Bluntness100 · 06/05/2021 22:16

So to make it clearer, it’s like tracking how many get flu. It’s not hugely relevant because so few of the cases turn to serious illness or death.

unchienandalusia · 08/05/2021 10:20

Agree with Bluntness. People need to stop focussing on getting covid and focus on the fact you won't get seriously ill from it. On a personal and population level.

Cam2020 · 08/05/2021 10:26

Agree with PP, it's hospital and admissions we need to worry about. We're going to have to live with this virus. While the vaccine is thought to reduce transmission it won't erradicate Covid, the main point of it is to lessen the effects so that catching it is more like having a cold or other viral infection.

HolmeH · 08/05/2021 12:55

The figures are pretty encouraging so far, they are flat despite schools back, indoor children’s activities back, outdoor mixing & inevitably a fair whack of rule breaking at this point .. I’d expect them to raise in May probably but as PP, so long as hospitalisation remains low, all good.

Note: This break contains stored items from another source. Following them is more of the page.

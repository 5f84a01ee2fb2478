//! Probe errors. Never fatal: each one just counts as a failed probe.

use thiserror::Error;

#[derive(Debug, Error)]
pub enum ProbeError {
    #[error("probe timed out")]
    Timeout,

    #[error("connection failed: {0}")]
    Connect(String),

    #[error("request failed: {0}")]
    Request(String),

    #[error("unexpected status {0}")]
    Status(u16),

    #[error("process not found: {0}")]
    ProcessMissing(String),

    #[error("invalid probe target {target}: {reason}")]
    InvalidTarget { target: String, reason: String },
}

There’s been really promising evidence the vaccines are holding up against the Kent & Indian variants .. SA we may need boosting for but that’s on the way for the vulnerable hopefully 🙏🏼

duffeldaisy · 08/05/2021 13:04

It’s no time to get complacent, because there’s still Long Covid, which can really impact on people, and cause organ damage. 13-15% isn’t too high a percentage, but if it does spread around the unvaccinated (especially children) then it adds up. If a whole class got it, then that’s 4 or so children who are ill or impacted for over 5 weeks later. It’s only a few months more before younger people can be vaccinated, so while the numbers are staying pretty level, the lower we can keep them, the fewer people get chronic illness.

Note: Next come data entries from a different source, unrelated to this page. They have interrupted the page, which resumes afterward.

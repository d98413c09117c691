/**
 * Turns raw user text into typed field values. Every function here is pure;
 * re-asking on failure is the prompt loop's job.
 */
use chrono::{Local, NaiveDate};

use crate::amount::Amount;
use crate::error::{AmountReason, ValidationError};
use crate::record::{Category, Field};

/// Empty `text` means today when `allow_default` is set.
pub fn parse_date(
    text: &str,
    allow_default: bool,
    date_format: &str,
) -> Result<NaiveDate, ValidationError> {
    let text = text.trim();
    if allow_default && text.is_empty() {
        return Ok(Local::now().date_naive());
    }
    NaiveDate::parse_from_str(text, date_format).map_err(|_| ValidationError::InvalidFormat)
}

pub fn parse_amount(text: &str) -> Result<Amount, ValidationError> {
    let amount = text
        .parse::<Amount>()
        .map_err(|e| ValidationError::InvalidAmount(AmountReason::Malformed(e)))?;
    if !amount.is_positive() {
        return Err(ValidationError::InvalidAmount(AmountReason::NotPositive));
    }
    Ok(amount)
}

pub fn parse_category(text: &str) -> Result<Category, ValidationError> {
    match text.trim().to_uppercase().as_str() {
        "I" => Ok(Category::Income),
        "E" => Ok(Category::Expense),
        _ => Err(ValidationError::InvalidCategory),
    }
}

pub fn parse_description(text: &str) -> String {
    text.to_string()
}

/// Column names are matched exactly, case included.
pub fn parse_field_selector(text: &str) -> Result<Field, ValidationError> {
    match text.trim() {
        "date" => Ok(Field::Date),
        "amount" => Ok(Field::Amount),
        "category" => Ok(Field::Category),
        "description" => Ok(Field::Description),
        _ => Err(ValidationError::InvalidField),
    }
}

/// A row index below `len`, the number of records just listed to the user.
/// The store still checks bounds against the file when it writes.
pub fn parse_position(text: &str, len: usize) -> Result<usize, ValidationError> {
    match text.trim().parse() {
        Ok(position) if position < len => Ok(position),
        _ => Err(ValidationError::InvalidPosition),
    }
}

#[cfg(test)]
mod tests {
    use super::*;
    use crate::amount::AmountError;
    use crate::config::DEFAULT_DATE_FORMAT;

    mod parse_date {
        use super::*;

        #[test]
        fn fixed_format() {
            assert_eq!(
                parse_date("05-01-2024", false, DEFAULT_DATE_FORMAT),
                Ok(NaiveDate::from_ymd_opt(2024, 1, 5).unwrap())
            );
        }
        #[test]
        fn empty_defaults_to_today() {
            let today = Local::now().date_naive();
            let parsed = parse_date("", true, DEFAULT_DATE_FORMAT).unwrap();
            // Tolerate the test straddling midnight.
            assert!(parsed == today || parsed == today.succ_opt().unwrap());
        }
        #[test]
        fn empty_without_default_is_invalid() {
            assert_eq!(
                parse_date("", false, DEFAULT_DATE_FORMAT),
                Err(ValidationError::InvalidFormat)
            );
        }
        #[test]
        fn iso_format_is_invalid() {
            assert_eq!(
                parse_date("2024-01-05", true, DEFAULT_DATE_FORMAT),
                Err(ValidationError::InvalidFormat)
            );
        }
        #[test]
        fn impossible_date_is_invalid() {
            assert_eq!(
                parse_date("30-02-2024", false, DEFAULT_DATE_FORMAT),
                Err(ValidationError::InvalidFormat)
            );
        }
        #[test]
        fn trailing_garbage_is_invalid() {
            assert_eq!(
                parse_date("05-01-2024x", false, DEFAULT_DATE_FORMAT),
                Err(ValidationError::InvalidFormat)
            );
        }
    }

    mod parse_amount {
        use super::*;

        #[test]
        fn decimal() {
            assert_eq!(parse_amount("12.50"), Ok("12.5".parse().unwrap()));
        }
        #[test]
        fn negative_is_invalid() {
            assert_eq!(
                parse_amount("-5"),
                Err(ValidationError::InvalidAmount(AmountReason::Malformed(
                    AmountError::Negative
                )))
            );
        }
        #[test]
        fn zero_is_invalid() {
            assert_eq!(
                parse_amount("0"),
                Err(ValidationError::InvalidAmount(AmountReason::NotPositive))
            );
            assert_eq!(
                parse_amount("0.0000"),
                Err(ValidationError::InvalidAmount(AmountReason::NotPositive))
            );
        }
        #[test]
        fn fine_precision_is_valid() {
            assert_eq!(parse_amount("12.123456"), Ok("12.123456".parse().unwrap()));
            assert_eq!(parse_amount("0.00001"), Ok("0.00001".parse().unwrap()));
        }
        #[test]
        fn too_large_is_invalid() {
            assert_eq!(
                parse_amount("1000000000000000"),
                Err(ValidationError::InvalidAmount(AmountReason::Malformed(
                    AmountError::Overflow
                )))
            );
        }
        #[test]
        fn text_is_invalid() {
            assert!(matches!(
                parse_amount("twelve"),
                Err(ValidationError::InvalidAmount(_))
            ));
        }
    }

    mod parse_category {
        use super::*;

        #[test]
        fn single_letters_any_case() {
            assert_eq!(parse_category("i"), Ok(Category::Income));
            assert_eq!(parse_category("I"), Ok(Category::Income));
            assert_eq!(parse_category("e"), Ok(Category::Expense));
            assert_eq!(parse_category("E"), Ok(Category::Expense));
        }
        #[test]
        fn anything_else_is_invalid() {
            for text in ["x", "", "Income", "IE"] {
                assert_eq!(parse_category(text), Err(ValidationError::InvalidCategory));
            }
        }
    }

    #[test]
    fn description_is_kept_verbatim() {
        assert_eq!(parse_description(""), "");
        assert_eq!(parse_description("rent, june"), "rent, june");
    }

    mod parse_field_selector {
        use super::*;

        #[test]
        fn known_columns() {
            assert_eq!(parse_field_selector("date"), Ok(Field::Date));
            assert_eq!(parse_field_selector("amount"), Ok(Field::Amount));
            assert_eq!(parse_field_selector("category"), Ok(Field::Category));
            assert_eq!(parse_field_selector("description"), Ok(Field::Description));
        }
        #[test]
        fn case_sensitive() {
            assert_eq!(parse_field_selector("Amount"), Err(ValidationError::InvalidField));
        }
        #[test]
        fn unknown_column() {
            assert_eq!(parse_field_selector("memo"), Err(ValidationError::InvalidField));
        }
    }

    mod parse_position {
        use super::*;

        #[test]
        fn index_below_len() {
            assert_eq!(parse_position(" 3 ", 4), Ok(3));
            assert_eq!(parse_position("0", 1), Ok(0));
        }
        #[test]
        fn not_an_index() {
            assert_eq!(parse_position("-1", 4), Err(ValidationError::InvalidPosition));
            assert_eq!(parse_position("first", 4), Err(ValidationError::InvalidPosition));
        }
        #[test]
        fn at_or_beyond_len() {
            assert_eq!(parse_position("4", 4), Err(ValidationError::InvalidPosition));
            assert_eq!(parse_position("0", 0), Err(ValidationError::InvalidPosition));
        }
    }
}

CarrieAntoinette · 08/05/2021 14:16

@Cherrychocchip

I'm sorry if it's a stupid question but I Google covid cases today most nights and it seems to range between £2-2.5 ish k but doesn't drop lower. Is that a concern? The deaths have almost vanished which is great but I keep expecting cases to go under £2k and they don't. Cab someone who has a substantially better knowledge than me explain please.
Yes, cases do matter.

Because cases will inevitably rise as we open up (from a high base of 14,000 new cases a week) and cases still lead inevitably to hospitalisations and deaths.

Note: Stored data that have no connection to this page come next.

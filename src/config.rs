use std::path::PathBuf;

pub const DEFAULT_FILE: &str = "finance_data.csv";
pub const DEFAULT_DATE_FORMAT: &str = "%d-%m-%Y";

/// Where the ledger lives and how its dates are spelled.
#[derive(Debug, Clone, PartialEq, Eq)]
pub struct StoreConfig {
    pub path: PathBuf,
    pub date_format: String,
}

impl StoreConfig {
    pub fn new(path: impl Into<PathBuf>) -> Self {
        Self {
            path: path.into(),
            ..Self::default()
        }
    }
}

impl Default for StoreConfig {
    fn default() -> Self {
        Self {
            path: PathBuf::from(DEFAULT_FILE),
            date_format: DEFAULT_DATE_FORMAT.to_string(),
        }
    }
}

The ratio has hopefully changed a bit now that we have fully vaccinated the most vulnerable segment of the population but the more cases we allow the more chance the virus will get to people it can make seriously ill.

The more cases the more mutations and more chance of troublesome new variants too.

bookworm1632 · 08/05/2021 16:03

Yes and no.

Case numbers are VERY important because as we relax restrictions what we were hoping to see was the benefit of vaccinations taking over to keep case numbers low - and we are!!

Ideally, case numbers would still be falling, but sadly too many people are too lax about the rules now.... but it's not that important.

More of a concern is the rise in the number of cases of certain mutations where we aren't entirely sure if the vaccines will be as good at preventing transmission. I'm really hoping the Indian variant ISN'T one of those because we already appear to have lost control of that one by acting too late over Indian travellers.

In summary, the news is still good, don't worry about case numbers plateauing, but there ARE still pitfalls out there that hopefully the UK can avoid.

ILookAtTheFloor · 08/05/2021 16:28

I think SAGE was suprised they'd kept dropping since any reopening started in March, they were expecting a rise.

JVT said recently that it was pretty much as low as they're ever going to go so it's not a disaster now the link between cases and deaths is effectively broken.

CarrieAntoinette · 08/05/2021 17:15

If increased covid spread and more covid cases have no relationship with covid deaths and covid hospitalisations then where are the future covid deaths and future covid hospitalisations going to come from?

AlandAnna · 09/05/2021 07:54

It’s not great. Most of these are community outbreaks which is why people need to stick to the rules for now. More cases = more chances for virus to evade vaccine pressure.